A snowstorm brings out all sorts of interesting behavior in people. Myself…I love ‘em. (The storms that is.) And I am fully aware that part of my love of snow storms comes from not having to drive in them and not being responsible for shoveling any of the stuff when it starts to pile up. To me, a blizzard is kind of fun (for the most part and notwithstanding that I am aware that they can cause real problems for people).
Recently we experienced a big storm here in Boston. This big blizzard fell into the top 10 (and perhaps even the top 5) biggest storms in Massachusetts. (I refuse to refer to it by the name the Weather Channel conferred on it, with all due respect to that company, which I generally like and appreciate. But I’ll stick to using only official storm names bestowed by the World Meteorological Organization. And they don’t name winter storms. ‘Nuff said.)
The thing I like about a big storm is that it changes the landscape. It changes the city I live in and for a day or two or maybe more, it is like I’ve traveled far away to a land I don’t know and can’t navigate easily.
The light of daybreak and eventide is softer, the light of midday dazzling and twinkling, the light of the witching hour ethereal. Trees and fences and light posts transmogrify into snow cones or modernist sculptures.
But the thing that really changes the city, at the gut level for someone who lives here, is the piles and piles and piles of snow. Paths are carved, or not carved as some see fit, along the sidewalks and through the parks. The edges of the cleared walkways meander, showing off the skill, fatigue level, or equipment budget of the landowner at that stretch of walk.
In the early hours after a storm, there are many places that require one to walk in the street–an act that feels at once seditious and liberating. And a little frightening when the few cars that dare to make their way along the same piece of road.
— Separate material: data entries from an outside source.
//! The `posts` entity: three dated versions, cursor pagination and the post
//! lifecycle actions.

use super::policies::PostPolicy;
use super::post_service::{self, BulkOutcome};
use super::{CATEGORIES, POSTS, TAGS};
use crate::action::{builtin, ActionContext, ActionDescriptor};
use crate::error::{FieldErrors, GatewayError, Result};
use crate::filter::{Contains, RelatedExists};
use crate::model::{Actor, Record};
use crate::pagination::PaginationMode;
use crate::registry::EntityDescriptor;
use crate::spec::{FieldRule, Operator::*};
use crate::validation::{Rule, RuleSet};
use serde_json::{json, Map, Value};

const STATUSES: &[&str] = &["draft", "pending", "published", "archived"];
const COMMENT_STATUSES: &[&str] = &["pending", "approved", "spam", "rejected"];
const CREATABLE_STATUSES: &[&str] = &["draft", "pending"];

const V3_SELECT: &[&str] = &[
    "id",
    "title",
    "slug",
    "excerpt",
    "content",
    "featured_image",
    "status",
    "is_featured",
    "views_count",
    "likes_count",
    "created_at",
    "updated_at",
    "published_at",
    "author.id",
    "author.name",
    "author.email",
    "category.id",
    "category.name",
    "category.slug",
    "tags.id",
    "tags.name",
    "tags.slug",
];

pub fn descriptor() -> Result<EntityDescriptor> {
    let status = FieldRule::string().one_of(STATUSES);
    let title = FieldRule::string().max(255);
    let name = FieldRule::string().max(100);

    EntityDescriptor::builder(POSTS)
        .cache(120, "posts-list")
        .pagination(PaginationMode::Cursor)
        .with_related(&["author", "category", "tags"])
        .authenticated()
        .policy(PostPolicy)
        .version("2024-01-01", |v| {
            v.filter("title", title, &[Eq, Like])
                .filter("status", status, &[Eq])
                .filter("created_at", FieldRule::date(), &[Gte, Lte])
                .select(&["id", "title", "slug", "status", "created_at"])
                .sorts(&["created_at", "title"])
        })
        .version("2024-06-01", |v| {
            v.filter("title", title, &[Eq, Like])
                .filter("status", status, &[Eq, In, Neq])
                .filter("is_featured", FieldRule::boolean(), &[Eq])
                .filter("user_id", FieldRule::integer(), &[Eq])
                .filter("category_id", FieldRule::integer(), &[Eq, In])
                .filter("created_at", FieldRule::date(), &[Gte, Lte, Between])
                .filter("published_at", FieldRule::date(), &[Gte, Lte, Between])
                .filter("author.name", name, &[Like])
                .filter("category.slug", name, &[Eq])
                .select(&[
                    "id",
                    "title",
                    "slug",
                    "excerpt",
                    "status",
                    "is_featured",
                    "views_count",
                    "created_at",
                    "published_at",
                    "author.name",
                    "category.name",
                    "category.slug",
                ])
                .sorts(&["created_at", "published_at", "title", "views_count"])
        })
        .version("2025-01-01", |v| {
            let ranged = &[Eq, Gt, Gte, Lt, Lte, Between];
            v.filter("title", title, &[Eq, Like, Neq])
                .filter("slug", title, &[Eq])
                .filter("status", status, &[Eq, In, Neq, NotIn])
                .filter("is_featured", FieldRule::boolean(), &[Eq])
                .filter("user_id", FieldRule::integer(), &[Eq, In])
                .filter("category_id", FieldRule::integer(), &[Eq, In, Neq])
                .filter("views_count", FieldRule::integer(), ranged)
                .filter("likes_count", FieldRule::integer(), ranged)
                .filter("created_at", FieldRule::date(), ranged)
                .filter("updated_at", FieldRule::date(), ranged)
                .filter("published_at", FieldRule::date(), ranged)
                .filter("author.name", name, &[Eq, Like])
                .filter("author.email", FieldRule::email(), &[Eq, Like])
                .filter("category.slug", name, &[Eq, In])
                .filter("category.is_active", FieldRule::boolean(), &[Eq])
                .filter("tag_slugs", title, &[Eq, In])
                .filter("comment_status", FieldRule::string().one_of(COMMENT_STATUSES), &[Eq, In])
                .raw_filter("title", Contains)
                .raw_filter("tag_slugs", RelatedExists::new("tags", "slug"))
                .raw_filter("comment_status", RelatedExists::new("comments", "status"))
                .select(V3_SELECT)
                .sorts(&[
                    "created_at",
                    "updated_at",
                    "published_at",
                    "title",
                    "views_count",
                    "likes_count",
                ])
        })
        .action(
            builtin::create(create_rules())
                .ability("create")
                .handler(create_post),
        )
        .action(
            builtin::update(update_rules())
                .ability("update")
                .handler(update_post),
        )
        .action(builtin::delete().ability("delete"))
        .action(builtin::detail(V3_SELECT, &["comments"]).ability("view"))
        .action(ActionDescriptor::post("publish", publish).ability("update"))
        .action(ActionDescriptor::post("unpublish", unpublish).ability("update"))
        .action(
            ActionDescriptor::post("archive", archive)
                .ability("update")
                .rules(RuleSet::new().field("reason", [Rule::Nullable, Rule::Text, Rule::Max(500)])),
        )
        .action(ActionDescriptor::post("feature", feature).ability("feature"))
        .action(ActionDescriptor::post("unfeature", unfeature).ability("feature"))
        .action(
            ActionDescriptor::post("duplicate", duplicate)
                .status(201)
                .ability("create")
                .rules(
                    RuleSet::new()
                        .field("new_title", [Rule::Nullable, Rule::Text, Rule::Max(255)])
                        .field("assign_to_me", [Rule::Nullable, Rule::Boolean]),
                ),
        )
        .action(
            ActionDescriptor::post("bulk-publish", bulk_publish)
                .collection()
                .ability("create")
                .rules(
                    RuleSet::new()
                        .field("post_ids", [Rule::Required, Rule::Array, Rule::Min(1), Rule::Max(50)])
                        .field("post_ids.*", [Rule::Required, Rule::Integer, Rule::Min(1)]),
                ),
        )
        .build()
}

fn create_rules() -> RuleSet {
    RuleSet::new()
        .field("title", [Rule::Required, Rule::Text, Rule::Max(255)])
        .field(
            "slug",
            [Rule::Nullable, Rule::Text, Rule::Max(255), Rule::unique(POSTS, "slug")],
        )
        .field("excerpt", [Rule::Nullable, Rule::Text, Rule::Max(500)])
        .field("content", [Rule::Required, Rule::Text])
        .field("category_id", [Rule::Nullable, Rule::exists(CATEGORIES)])
        .field("featured_image", [Rule::Nullable, Rule::Text, Rule::Url, Rule::Max(500)])
        .field("status", [Rule::Nullable, Rule::In(CREATABLE_STATUSES)])
        .field("tags", [Rule::Nullable, Rule::Array])
        .field("tags.*", [Rule::exists(TAGS)])
}

fn update_rules() -> RuleSet {
    RuleSet::new()
        .field("title", [Rule::Sometimes, Rule::Text, Rule::Max(255)])
        .field(
            "slug",
            [Rule::Sometimes, Rule::Text, Rule::Max(255), Rule::unique(POSTS, "slug")],
        )
        .field("excerpt", [Rule::Nullable, Rule::Text, Rule::Max(500)])
        .field("content", [Rule::Sometimes, Rule::Text])
        .field("category_id", [Rule::Nullable, Rule::exists(CATEGORIES)])
        .field("featured_image", [Rule::Nullable, Rule::Text, Rule::Url, Rule::Max(500)])
        .field("tags", [Rule::Nullable, Rule::Array])
        .field("tags.*", [Rule::exists(TAGS)])
}

fn actor<'a>(ctx: &ActionContext<'a>) -> Result<&'a Actor> {
    ctx.actor
        .ok_or_else(|| GatewayError::Forbidden("an authenticated actor is required".to_string()))
}

/// `id` plus the named attributes of `post`.
fn summary(post: &Record, fields: &[&str]) -> Value {
    let mut out = Map::new();
    out.insert("id".into(), json!(post.id));
    for field in fields {
        out.insert(field.to_string(), post.get(field).unwrap_or(Value::Null));
    }
    Value::Object(out)
}

fn create_post(ctx: &ActionContext<'_>) -> Result<Value> {
    let post = post_service::create(ctx.repo, actor(ctx)?.id, ctx.payload)?;
    builtin::reload(ctx, post.id)
}

fn update_post(ctx: &ActionContext<'_>) -> Result<Value> {
    let post = post_service::update(ctx.repo, ctx.record()?, ctx.payload)?;
    builtin::reload(ctx, post.id)
}

fn publish(ctx: &ActionContext<'_>) -> Result<Value> {
    let post = post_service::publish(ctx.repo, ctx.record()?)?;
    Ok(json!({
        "message": "Post published successfully",
        "post": summary(&post, &["title", "slug", "status", "published_at"]),
    }))
}

fn unpublish(ctx: &ActionContext<'_>) -> Result<Value> {
    let post = post_service::unpublish(ctx.repo, ctx.record()?)?;
    Ok(json!({
        "message": "Post unpublished successfully",
        "post": summary(&post, &["title", "slug", "status", "published_at"]),
    }))
}

fn archive(ctx: &ActionContext<'_>) -> Result<Value> {
    let post = post_service::archive(ctx.repo, ctx.record()?)?;
    Ok(json!({
        "message": "Post archived successfully",
        "post": summary(&post, &["title", "slug", "status"]),
        "archived_at": post.get("updated_at"),
        "reason": ctx.payload.get("reason").cloned().unwrap_or(Value::Null),
    }))
}

fn feature(ctx: &ActionContext<'_>) -> Result<Value> {
    let post = post_service::feature(ctx.repo, ctx.record()?)?;
    Ok(json!({
        "message": "Post is now featured",
        "post": summary(&post, &["title", "slug", "is_featured"]),
    }))
}

fn unfeature(ctx: &ActionContext<'_>) -> Result<Value> {
    let post = post_service::unfeature(ctx.repo, ctx.record()?)?;
    Ok(json!({
        "message": "Post is no longer featured",
        "post": summary(&post, &["title", "slug", "is_featured"]),
    }))
}

fn duplicate(ctx: &ActionContext<'_>) -> Result<Value> {
    let original = ctx.record()?;
    let assign_to_me = ctx
        .payload
        .get("assign_to_me")
        .and_then(Value::as_bool)
        .unwrap_or(true);
    let new_author = if assign_to_me { Some(actor(ctx)?.id) } else { None };
    let new_title = ctx.payload.get("new_title").and_then(Value::as_str);

    let copy = post_service::duplicate(ctx.repo, original, new_author, new_title)?;
    let loaded = ctx
        .repo
        .find(POSTS, copy.id, &["author".to_string()])?
        .ok_or_else(|| GatewayError::not_found(POSTS, copy.id))?;
    let author = loaded
        .related_one("author")
        .map(|a| summary(a, &["name"]))
        .unwrap_or(Value::Null);

    let mut new_post = summary(&loaded, &["title", "slug", "status"]);
    if let Value::Object(map) = &mut new_post {
        map.insert("author".into(), author);
    }
    Ok(json!({
        "message": "Post duplicated successfully",
        "original_id": original.id,
        "new_post": new_post,
    }))
}

fn bulk_publish(ctx: &ActionContext<'_>) -> Result<Value> {
    let items: &[Value] = match ctx.payload.get("post_ids") {
        Some(Value::Array(items)) => items.as_slice(),
        _ => &[],
    };
    let mut errors = FieldErrors::new();
    let mut ids = Vec::with_capacity(items.len());
    for (index, item) in items.iter().enumerate() {
        match item.as_u64() {
            Some(id) => ids.push(id),
            None => errors.add(format!("post_ids.{}", index), "The post id must be a positive integer."),
        }
    }
    if !errors.is_empty() {
        return Err(GatewayError::ValidationFailed(errors));
    }
    let BulkOutcome { published, failed } = post_service::bulk_publish(ctx.repo, &ids)?;
    Ok(json!({
        "message": "Bulk publish completed",
        "summary": {
            "requested": ids.len(),
            "published": published.len(),
            "failed": failed.len(),
        },
        "published_ids": published,
        "failures": failed,
    }))
}

#[cfg(test)]
mod tests {
    use super::*;

    #[test]
    fn versions_are_ordered_and_grow() {
        let posts = descriptor().unwrap();
        let labels: Vec<_> = posts.versions.iter().filter_map(|v| v.label()).collect();
        assert_eq!(labels, vec!["2024-01-01", "2024-06-01", "2025-01-01"]);

        let v1 = &posts.versions[0];
        assert!(v1.field("is_featured").is_none());
        assert!(!v1.field("status").unwrap().allows(In));

        let v3 = &posts.versions[2];
        assert!(v3.field("status").unwrap().allows(NotIn));
        assert!(v3.raw_filter("tag_slugs").is_some());
        assert!(v3.allows_sort("likes_count"));
    }

    #[test]
    fn lifecycle_actions_are_registered() {
        let posts = descriptor().unwrap();
        for name in [
            "create",
            "update",
            "delete",
            "detail",
            "publish",
            "unpublish",
            "archive",
            "feature",
            "unfeature",
            "duplicate",
            "bulk-publish",
        ] {
            assert!(posts.action(name).is_ok(), "{}", name);
        }
        assert!(!posts.action("bulk-publish").unwrap().requires_record);
        assert_eq!(posts.action("duplicate").unwrap().status, 201);
    }
}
No longer can you walk a straight line from A to B. You must walk the path that was carved for you by an unknown worker–in some case an employee, you can tell; in others merely a good Samaritan with the goal to help fellow citizens. And you must share a path that is sometimes just a foot wide, with nothing but slushy, impassable borders on either side. No longer can you walk the speed you wish to walk, when the ice forms on the exposed and wet walk. Or when a crowd (and now just two people sharing the path is a crowd) is ahead of you.
No longer can you cross a street mid-block. Or even wait to cross the street in your favorite spot on the corner, as now there may be someone blocking your way. Or pedestrians approaching from the opposite side, who need to get out of the street and make their way along the path before you can approach. No longer do you remember where the street ends and the sidewalk begins, when you think you’ve stepped onto the curb (or off of it) but you are wrong. Or when previously known obstacles are hidden by layers of ice crystals.
Yes…I wax philosophical about piles and piles of snow that cause others frustration and fury. The thing is, I really like that a snowstorm allows me to see my home with fresh eyes and a fresh heart. And I readily admit that my sentiment would likely be slightly reshaped, if not utterly destroyed, if the snow was on the ground for the entire season.
For then, it would be familiar. And not a passport to a strange new city that looks a little bit like one I used to live in.